▶ **EXERCISE BRIEF**
This exercise calls for an exact transcription. Set down every record below.
::::::::
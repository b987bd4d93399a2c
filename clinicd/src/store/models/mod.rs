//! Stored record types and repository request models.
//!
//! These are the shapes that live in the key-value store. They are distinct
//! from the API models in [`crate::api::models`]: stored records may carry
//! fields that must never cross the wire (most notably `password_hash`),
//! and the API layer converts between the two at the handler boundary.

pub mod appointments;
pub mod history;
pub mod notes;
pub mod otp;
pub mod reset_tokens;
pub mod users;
::::::::
▶ **ANSWER SECTION**
repository b987bd4d93399a2c
filename clinicd/src/store/models/mod.rs
//! Stored record types and repository request models.
//!
//! These are the shapes that live in the key-value store. They are distinct
//! from the API models in [`crate::api::models`]: stored records may carry
//! fields that must never cross the wire (most notably `password_hash`),
//! and the API layer converts between the two at the handler boundary.

pub mod appointments;
pub mod history;
pub mod notes;
pub mod otp;
pub mod reset_tokens;
pub mod users;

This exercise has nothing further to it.